How to complete this task. Could you return every record below without changing a word?

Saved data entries

◆ ◆ ◆ ◆ ◆

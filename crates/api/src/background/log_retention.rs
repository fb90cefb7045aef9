//! Periodic sweep of the live-log registry and durable job logs.
//!
//! Drops registry entries nobody listens to and deletes log files older
//! than the hub's retention window, whatever the job's outcome was.

use std::sync::Arc;
use std::time::Duration;

use sourcepin_events::LogHub;
use tokio_util::sync::CancellationToken;

/// Run the sweep every `interval` until `cancel` is triggered.
pub async fn run(logs: Arc<LogHub>, interval: Duration, cancel: CancellationToken) {
    tracing::info!(
        retention_secs = logs.retention().as_secs(),
        interval_secs = interval.as_secs(),
        "Log retention job started"
    );

    let mut ticker = tokio::time::interval(interval);

    loop {
        tokio::select! {
            _ = cancel.cancelled() => {
                tracing::info!("Log retention job stopping");
                break;
            }
            _ = ticker.tick() => {
                let report = logs.sweep().await;
                if report.deleted_files > 0 || report.dropped_entries > 0 {
                    tracing::info!(
                        deleted_files = report.deleted_files,
                        dropped_entries = report.dropped_entries,
                        "Log retention: swept"
                    );
                } else {
                    tracing::debug!("Log retention: nothing to sweep");
                }
            }
        }
    }
}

◆ ◆ ◆ ◆ ◆

Answer to this exercise.
filename crates/api/src/background/log_retention.rs
repository fb90cefb7045aef9
//! Periodic sweep of the live-log registry and durable job logs.
//!
//! Drops registry entries nobody listens to and deletes log files older
//! than the hub's retention window, whatever the job's outcome was.

use std::sync::Arc;
use std::time::Duration;

use sourcepin_events::LogHub;
use tokio_util::sync::CancellationToken;

/// Run the sweep every `interval` until `cancel` is triggered.
pub async fn run(logs: Arc<LogHub>, interval: Duration, cancel: CancellationToken) {
    tracing::info!(
        retention_secs = logs.retention().as_secs(),
        interval_secs = interval.as_secs(),
        "Log retention job started"
    );

    let mut ticker = tokio::time::interval(interval);

    loop {
        tokio::select! {
            _ = cancel.cancelled() => {
                tracing::info!("Log retention job stopping");
                break;
            }
            _ = ticker.tick() => {
                let report = logs.sweep().await;
                if report.deleted_files > 0 || report.dropped_entries > 0 {
                    tracing::info!(
                        deleted_files = report.deleted_files,
                        dropped_entries = report.dropped_entries,
                        "Log retention: swept"
                    );
                } else {
                    tracing::debug!("Log retention: nothing to sweep");
                }
            }
        }
    }
}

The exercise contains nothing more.